* **Source material**
****
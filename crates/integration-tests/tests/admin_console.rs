//! Integration tests for the admin console.
//!
//! These cover access control, product edits flowing through to the customer
//! catalog, the quote status lifecycle and brand settings.

#![allow(clippy::unwrap_used)]

use rust_decimal::Decimal;

use ddh_masale_admin::{AdminConsole, ProductForm};
use ddh_masale_core::{ProductId, QuoteStatus, seed::default_catalog};
use ddh_masale_integration_tests::{ADMIN_EMAIL, BUYER_EMAIL, PASSWORD, fixture};
use ddh_masale_storefront::repository::PRODUCTS_TABLE;
use ddh_masale_storefront::services::auth::AuthError;
use ddh_masale_storefront::{AppError, ValidationError, ViewScope};

// =============================================================================
// Access Control
// =============================================================================

#[tokio::test]
async fn test_customer_cannot_open_console() {
    let (_backend, state) = fixture();

    assert!(matches!(
        AdminConsole::open(&state),
        Err(AppError::Auth(AuthError::NotSignedIn))
    ));

    state.auth().sign_in(BUYER_EMAIL, PASSWORD).await.unwrap();
    assert!(matches!(
        AdminConsole::open(&state),
        Err(AppError::Forbidden(_))
    ));
}

#[tokio::test]
async fn test_console_stops_working_after_sign_out() {
    let (_backend, state) = fixture();
    state.auth().sign_in(ADMIN_EMAIL, PASSWORD).await.unwrap();
    let console = AdminConsole::open(&state).unwrap();

    state.auth().sign_out().await.unwrap();
    assert!(matches!(
        console.quotes("").await,
        Err(AppError::Auth(AuthError::NotSignedIn))
    ));
}

// =============================================================================
// Products
// =============================================================================

#[tokio::test]
async fn test_new_product_appears_in_catalog() {
    let (backend, state) = fixture();
    state.auth().sign_in(ADMIN_EMAIL, PASSWORD).await.unwrap();
    let console = AdminConsole::open(&state).unwrap();
    console.inventory().await.unwrap();

    let form = ProductForm {
        name: "Black Pepper (Kali Mirch)".to_owned(),
        category: "Whole Spices".to_owned(),
        price: Decimal::new(780, 0),
        moq: 10,
        ..ProductForm::new()
    };
    let saved = console.save_product(form).await.unwrap();
    assert!(saved.is_active);

    let catalog = state.catalog();
    assert!(catalog.find_visible(&saved.id).is_some());
    assert!(catalog.categories().contains(&"Whole Spices"));
    assert_eq!(
        backend.rows(PRODUCTS_TABLE).len(),
        default_catalog().len() + 1
    );
}

#[tokio::test]
async fn test_invalid_product_is_rejected_without_write() {
    let (backend, state) = fixture();
    state.auth().sign_in(ADMIN_EMAIL, PASSWORD).await.unwrap();
    let console = AdminConsole::open(&state).unwrap();
    let writes = backend.write_count();

    let form = ProductForm {
        name: "Nameless price".to_owned(),
        price: Decimal::ZERO,
        ..ProductForm::new()
    };
    let err = console.save_product(form).await.unwrap_err();
    assert!(matches!(
        err,
        AppError::Validation(ValidationError::InvalidProduct)
    ));
    assert_eq!(backend.write_count(), writes);
}

#[tokio::test]
async fn test_hidden_product_leaves_customer_catalog() {
    let (_backend, state) = fixture();
    state.auth().sign_in(ADMIN_EMAIL, PASSWORD).await.unwrap();
    let console = AdminConsole::open(&state).unwrap();
    console.inventory().await.unwrap();

    let pickle = ProductId::new("7");
    let hidden = console.toggle_active(&pickle).await.unwrap();
    assert!(!hidden.is_active);
    assert!(state.catalog().find_visible(&pickle).is_none());

    // A fresh load sees the stored flag, not just the cache.
    state.refresh_products(&ViewScope::new()).await.unwrap();
    assert!(state.catalog().find_visible(&pickle).is_none());
    assert!(state.products().iter().any(|p| p.id == pickle));

    console.toggle_active(&pickle).await.unwrap();
    assert!(state.catalog().find_visible(&pickle).is_some());
}

#[tokio::test]
async fn test_edit_keeps_identity() {
    let (_backend, state) = fixture();
    state.auth().sign_in(ADMIN_EMAIL, PASSWORD).await.unwrap();
    let console = AdminConsole::open(&state).unwrap();
    let inventory = console.inventory().await.unwrap().into_inner();

    let mut form = ProductForm::edit(&inventory[0]);
    form.moq = 100;
    let saved = console.save_product(form).await.unwrap();

    assert_eq!(saved.id, inventory[0].id);
    assert_eq!(saved.moq, 100);
    assert_eq!(state.products().len(), inventory.len());
}

// =============================================================================
// Quotes
// =============================================================================

#[tokio::test]
async fn test_quote_lifecycle() {
    let (_backend, state) = fixture();

    state.auth().sign_in(BUYER_EMAIL, PASSWORD).await.unwrap();
    let controller = state.quote_controller();
    controller.select(default_catalog().remove(3));
    controller.edit(|draft| {
        draft.customer_name = "Asha Traders".to_owned();
        draft.phone = "+91 98200 00000".to_owned();
        draft.consent = true;
    });
    let quote = controller.submit().await.unwrap();
    state.auth().sign_out().await.unwrap();

    state.auth().sign_in(ADMIN_EMAIL, PASSWORD).await.unwrap();
    let console = AdminConsole::open(&state).unwrap();

    let found = console.quotes("asha").await.unwrap();
    assert_eq!(found.len(), 1);
    assert!(console.quotes("nobody").await.unwrap().is_empty());

    let responded = console
        .transition_quote(&quote.id, QuoteStatus::Responded)
        .await
        .unwrap();
    assert_eq!(responded.status, QuoteStatus::Responded);

    let closed = console
        .transition_quote(&quote.id, QuoteStatus::Closed)
        .await
        .unwrap();
    assert_eq!(closed.status, QuoteStatus::Closed);

    let err = console
        .transition_quote(&quote.id, QuoteStatus::Pending)
        .await
        .unwrap_err();
    assert!(matches!(
        err,
        AppError::Validation(ValidationError::InvalidTransition { .. })
    ));
}

// =============================================================================
// Settings
// =============================================================================

#[tokio::test]
async fn test_settings_edit_is_shared() {
    let (_backend, state) = fixture();
    state.auth().sign_in(ADMIN_EMAIL, PASSWORD).await.unwrap();
    let console = AdminConsole::open(&state).unwrap();

    let mut settings = console.settings_draft();
    settings.hero_title = "Wholesale spices, direct from Unjha".to_owned();
    console.save_settings(&settings).await.unwrap();
    assert_eq!(state.settings().hero_title, settings.hero_title);

    // Another view loading later gets the saved row.
    state.set_settings(ddh_masale_core::seed::default_settings());
    let loaded = state.refresh_settings(&ViewScope::new()).await.unwrap();
    assert_eq!(loaded.value.hero_title, settings.hero_title);
}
****
* **Work order**
In the listing above, the lines from the one containing "let hidden = console.toggle_active(&pickle).await.unwrap();" through the one containing "form.moq = 100;" must be set down exactly, with no other lines.

* **Task result**
    let hidden = console.toggle_active(&pickle).await.unwrap();
    assert!(!hidden.is_active);
    assert!(state.catalog().find_visible(&pickle).is_none());

    // A fresh load sees the stored flag, not just the cache.
    state.refresh_products(&ViewScope::new()).await.unwrap();
    assert!(state.catalog().find_visible(&pickle).is_none());
    assert!(state.products().iter().any(|p| p.id == pickle));

    console.toggle_active(&pickle).await.unwrap();
    assert!(state.catalog().find_visible(&pickle).is_some());
}

#[tokio::test]
async fn test_edit_keeps_identity() {
    let (_backend, state) = fixture();
    state.auth().sign_in(ADMIN_EMAIL, PASSWORD).await.unwrap();
    let console = AdminConsole::open(&state).unwrap();
    let inventory = console.inventory().await.unwrap().into_inner();

    let mut form = ProductForm::edit(&inventory[0]);
    form.moq = 100;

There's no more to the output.